● **Work to complete**: Lines in the records below that contain the word "DimensionAggregate" must each be copied.

● **Dataset extract**:
▼▼▼
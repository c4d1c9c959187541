//! ページコンポーネント

pub mod dashboard;
pub mod home;
pub mod login;
pub mod not_found;
pub mod pdf_report;
pub mod placeholder;
pub mod report;
pub mod scans;
pub mod signup;
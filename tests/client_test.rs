//! HTTPクライアントのテスト（wiremock）
//!
//! マッチしないリクエストは wiremock が404を返すので、ヘッダやボディの
//! 検証はマッチャー側で行う。

use serde_json::json;
use trust_wedo::client::{ApiClient, AuthClient};
use trust_wedo_common::{
    AuthEndpoints, AuthOutcome, CreateScanRequest, Error, PasswordCredentials, ScanStatus,
};
use wiremock::matchers::{body_json, header, method, path, query_param};
use wiremock::{Mock, MockServer, ResponseTemplate};

async fn setup() -> (MockServer, ApiClient) {
    let server = MockServer::start().await;
    let client = ApiClient::new(&server.uri(), "secret-token").expect("client");
    (server, client)
}

async fn setup_auth() -> (MockServer, AuthClient) {
    let server = MockServer::start().await;
    let client = AuthClient::new(AuthEndpoints::new(&server.uri(), "anon-key")).expect("client");
    (server, client)
}

#[tokio::test]
async fn test_get_scan_sends_bearer_token() {
    let (server, client) = setup().await;

    Mock::given(method("GET"))
        .and(path("/api/scans/job-1"))
        .and(header("authorization", "Bearer secret-token"))
        .respond_with(ResponseTemplate::new(200).set_body_json(json!({
            "id": "job-1",
            "url": "https://example.com/",
            "status": "processing",
            "created_at": "2026-01-05T10:00:00Z",
            "progress_stage": "正在分析 AI 識別特徵..."
        })))
        .expect(1)
        .mount(&server)
        .await;

    let job = client.get_scan("job-1").await.expect("get_scan");
    assert_eq!(job.status, ScanStatus::Processing);
    assert_eq!(job.progress_stage.as_deref(), Some("正在分析 AI 識別特徵..."));
}

#[tokio::test]
async fn test_create_scan_posts_normalized_url() {
    let (server, client) = setup().await;

    Mock::given(method("POST"))
        .and(path("/api/scans"))
        .and(body_json(json!({ "url": "https://example.com" })))
        .respond_with(ResponseTemplate::new(201).set_body_json(json!({
            "id": "job-2",
            "url": "https://example.com/",
            "status": "pending"
        })))
        .expect(1)
        .mount(&server)
        .await;

    let request = CreateScanRequest::new("example.com").expect("request");
    let job = client.create_scan(&request).await.expect("create_scan");
    assert_eq!(job.id, "job-2");
    assert_eq!(job.status, ScanStatus::Pending);
}

#[tokio::test]
async fn test_list_scans() {
    let (server, client) = setup().await;

    Mock::given(method("GET"))
        .and(path("/api/scans"))
        .respond_with(ResponseTemplate::new(200).set_body_json(json!([
            { "id": "b", "url": "https://b.example/", "status": "completed" },
            { "id": "a", "url": "https://a.example/", "status": "failed", "error_message": "timeout" }
        ])))
        .mount(&server)
        .await;

    let scans = client.list_scans().await.expect("list_scans");
    assert_eq!(scans.len(), 2);
    assert_eq!(scans[1].error_message.as_deref(), Some("timeout"));
}

#[tokio::test]
async fn test_get_dimensions() {
    let (server, client) = setup().await;

    Mock::given(method("GET"))
        .and(path("/api/reports/job-3/dimensions"))
        .respond_with(ResponseTemplate::new(200).set_body_json(json!({
            "total_score": 71.5,
            "grade": "B",
            "dimensions": {
                "social": { "name": "social", "score": 5, "max": 20, "percentage": 25, "items": [] }
            },
            "quick_wins": []
        })))
        .mount(&server)
        .await;

    let agg = client.get_dimensions("job-3").await.expect("get_dimensions");
    assert_eq!(agg.grade, "B");
    assert_eq!(agg.dimensions["social"].max, 20.0);
}

/// 非2xxは `detail` をメッセージにした `Error::Api`
#[tokio::test]
async fn test_api_error_uses_detail() {
    let (server, client) = setup().await;

    Mock::given(method("GET"))
        .and(path("/api/reports/missing"))
        .respond_with(
            ResponseTemplate::new(404).set_body_json(json!({ "detail": "Scan not found" })),
        )
        .mount(&server)
        .await;

    let result = client.get_report("missing").await;
    match result {
        Err(Error::Api { status, message }) => {
            assert_eq!(status, 404);
            assert_eq!(message, "Scan not found");
        }
        other => panic!("expected Api error, got: {other:?}"),
    }
}

/// `detail` が無ければステータスの理由句
#[tokio::test]
async fn test_api_error_without_detail() {
    let (server, client) = setup().await;

    Mock::given(method("GET"))
        .and(path("/api/scans"))
        .respond_with(ResponseTemplate::new(500).set_body_string("oops"))
        .mount(&server)
        .await;

    let err = client.list_scans().await.unwrap_err();
    assert!(matches!(err, Error::Api { status: 500, .. }));
    assert_eq!(err.user_message(), "Internal Server Error");
}

/// 接続できなければ `Error::Transport`
#[tokio::test]
async fn test_connection_refused_is_transport() {
    let listener = std::net::TcpListener::bind("127.0.0.1:0").expect("bind");
    let addr = listener.local_addr().expect("addr");
    drop(listener);

    let client = ApiClient::new(&format!("http://{addr}"), "t").expect("client");
    let err = client.list_scans().await.unwrap_err();
    assert!(err.is_transport(), "expected transport error, got: {err:?}");
}

#[tokio::test]
async fn test_sign_in_builds_session() {
    let (server, auth) = setup_auth().await;

    Mock::given(method("POST"))
        .and(path("/auth/v1/token"))
        .and(query_param("grant_type", "password"))
        .and(header("apikey", "anon-key"))
        .and(body_json(json!({ "email": "owner@example.com", "password": "pw" })))
        .respond_with(ResponseTemplate::new(200).set_body_json(json!({
            "access_token": "at",
            "refresh_token": "rt",
            "expires_in": 3600,
            "user": { "id": "u1", "email": "owner@example.com" }
        })))
        .mount(&server)
        .await;

    let credentials = PasswordCredentials::new("owner@example.com", "pw").expect("credentials");
    let session = auth.sign_in(&credentials, 1_000).await.expect("sign_in");

    assert_eq!(session.access_token, "at");
    assert_eq!(session.expires_at, 4_600);
    assert_eq!(session.email(), "owner@example.com");
}

/// トークン無しのサインアップ応答はメール確認待ち
#[tokio::test]
async fn test_sign_up_requires_confirmation() {
    let (server, auth) = setup_auth().await;

    Mock::given(method("POST"))
        .and(path("/auth/v1/signup"))
        .respond_with(ResponseTemplate::new(200).set_body_json(json!({
            "id": "u2",
            "email": "new@example.com",
            "confirmation_sent_at": "2026-01-05T10:00:00Z"
        })))
        .mount(&server)
        .await;

    let credentials = PasswordCredentials::new("new@example.com", "pw").expect("credentials");
    let outcome = auth.sign_up(&credentials, 0).await.expect("sign_up");
    assert_eq!(outcome, AuthOutcome::ConfirmationRequired);
}

#[tokio::test]
async fn test_sign_in_error_message() {
    let (server, auth) = setup_auth().await;

    Mock::given(method("POST"))
        .and(path("/auth/v1/token"))
        .respond_with(ResponseTemplate::new(400).set_body_json(json!({
            "error": "invalid_grant",
            "error_description": "Invalid login credentials"
        })))
        .mount(&server)
        .await;

    let credentials = PasswordCredentials::new("owner@example.com", "wrong").expect("credentials");
    let err = auth.sign_in(&credentials, 0).await.unwrap_err();
    assert_eq!(err.user_message(), "Invalid login credentials");
}

#[tokio::test]
async fn test_sign_out_revokes_token() {
    let (server, auth) = setup_auth().await;

    Mock::given(method("POST"))
        .and(path("/auth/v1/logout"))
        .and(header("authorization", "Bearer at"))
        .respond_with(ResponseTemplate::new(204))
        .expect(1)
        .mount(&server)
        .await;

    auth.sign_out("at").await.expect("sign_out");
}
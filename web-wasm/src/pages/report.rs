//! レポート画面
//!
//! レポートと維度集計は別々に取得する。レポートの取得失敗はエラー表示、
//! 維度集計の失敗はログだけ残して該当セクションを省く。
//! 表示中に `:job_id` が変わったら、前のジョブの応答は捨てる。

use crate::api::ApiClient;
use crate::app::use_app;
use crate::components::dashboard_layout::DashboardLayout;
use crate::components::report::{
    difficult_site_warning::DifficultSiteWarning,
    dimension_bars::DimensionBars,
    issue_list::{IssueList, SuggestionList},
    quick_wins::QuickWins,
    radar_chart::RadarChart,
    summary_card::SummaryCard,
};
use leptos::prelude::*;
use leptos::task::spawn_local;
use leptos_router::hooks::use_params_map;
use trust_wedo_common::report::difficult_site;
use trust_wedo_common::{AppRoute, DimensionAggregate, Generation, Report};

/// レポート取得の状態
#[derive(Debug, Clone)]
pub(crate) enum ReportState {
    Loading,
    Loaded(Box<Report>),
    Failed(String),
}

#[component]
pub fn ReportPage() -> impl IntoView {
    let ctx = use_app();
    let params = use_params_map();
    let job_id = move || params.read().get("job_id").unwrap_or_default();

    let (report, set_report) = signal(ReportState::Loading);
    let (aggregate, set_aggregate) = signal(None::<DimensionAggregate>);

    let generation = Generation::new();

    Effect::new(move |_| {
        let id = job_id();
        let ticket = generation.begin();
        set_report.set(ReportState::Loading);
        set_aggregate.set(None);

        let token = match ctx.access_token() {
            Ok(t) => t,
            Err(e) => {
                set_report.set(ReportState::Failed(ctx.error_text(&e, "report.loadFailed")));
                return;
            }
        };
        let client = ApiClient::new(&token);

        {
            let client = client.clone();
            let id = id.clone();
            let generation = generation.clone();
            spawn_local(async move {
                let result = client.get_report(&id).await;
                if !generation.is_current(ticket) {
                    return;
                }
                match result {
                    Ok(r) => set_report.set(ReportState::Loaded(Box::new(r))),
                    Err(e) => {
                        crate::log::error(&format!("report {}: {}", id, e));
                        set_report.set(ReportState::Failed(ctx.error_text(&e, "report.loadFailed")));
                    }
                }
            });
        }

        let generation = generation.clone();
        spawn_local(async move {
            let result = client.get_dimensions(&id).await;
            if !generation.is_current(ticket) {
                return;
            }
            match result {
                Ok(agg) => set_aggregate.set(Some(agg)),
                Err(e) => crate::log::error(&format!("dimensions {}: {}", id, e)),
            }
        });
    });

    let body = move || match report.get() {
        ReportState::Loading => view! {
            <p class="loading">{move || ctx.tr("report.loading")}</p>
        }
        .into_any(),
        ReportState::Failed(message) => view! {
            <div class="card error-card">
                <p class="form-error">{message}</p>
                <a href="/dashboard" class="btn btn-secondary">{move || ctx.tr("report.back")}</a>
            </div>
        }
        .into_any(),
        ReportState::Loaded(report) => {
            let report = *report;
            let aggregate = aggregate.get();
            let print_href = AppRoute::ReportPrint { job_id: job_id() }.path();
            let signals_json = serde_json::to_string_pretty(&report.signals).unwrap_or_default();

            let warning = aggregate.as_ref().and_then(|agg| {
                difficult_site(agg).cloned().map(|info| view! {
                    <DifficultSiteWarning
                        info=info
                        detection_message=agg.detection_message.clone()
                        estimated_dimensions=agg.estimated_dimensions.clone()
                    />
                })
            });
            let charts = aggregate.as_ref().map(|agg| {
                let quick_wins = agg.quick_wins.clone();
                view! {
                    <RadarChart dimensions=agg.dimensions.clone() />
                    <DimensionBars dimensions=agg.dimensions.clone() />
                    {(!quick_wins.is_empty()).then(|| view! { <QuickWins quick_wins=quick_wins /> })}
                }
            });

            view! {
                <div class="report-header">
                    <a href="/dashboard" class="back-link">"← " {move || ctx.tr("report.back")}</a>
                    <h1>{report.url.clone()}</h1>
                    {report.site_type.clone().map(|site| view! {
                        <span class="badge">{move || ctx.tr("report.siteType")} ": " {site}</span>
                    })}
                    <a href=print_href class="btn btn-secondary">{move || ctx.tr("report.exportPdf")}</a>
                </div>

                <SummaryCard report=report.clone() aggregate=aggregate.clone() />
                {warning}
                {charts}
                <IssueList issues=report.issues.clone() />
                <SuggestionList suggestions=report.suggestions.clone() />

                <details class="card advanced">
                    <summary>{move || ctx.tr("report.advanced")}</summary>
                    <pre class="raw-signals">{signals_json}</pre>
                </details>
            }
            .into_any()
        }
    };

    view! {
        <DashboardLayout>
            <div class="report">{body}</div>
        </DashboardLayout>
    }
}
▲▲▲
● **Response area**:
use trust_wedo_common::{AppRoute, DimensionAggregate, Generation, Report};
    let (aggregate, set_aggregate) = signal(None::<DimensionAggregate>);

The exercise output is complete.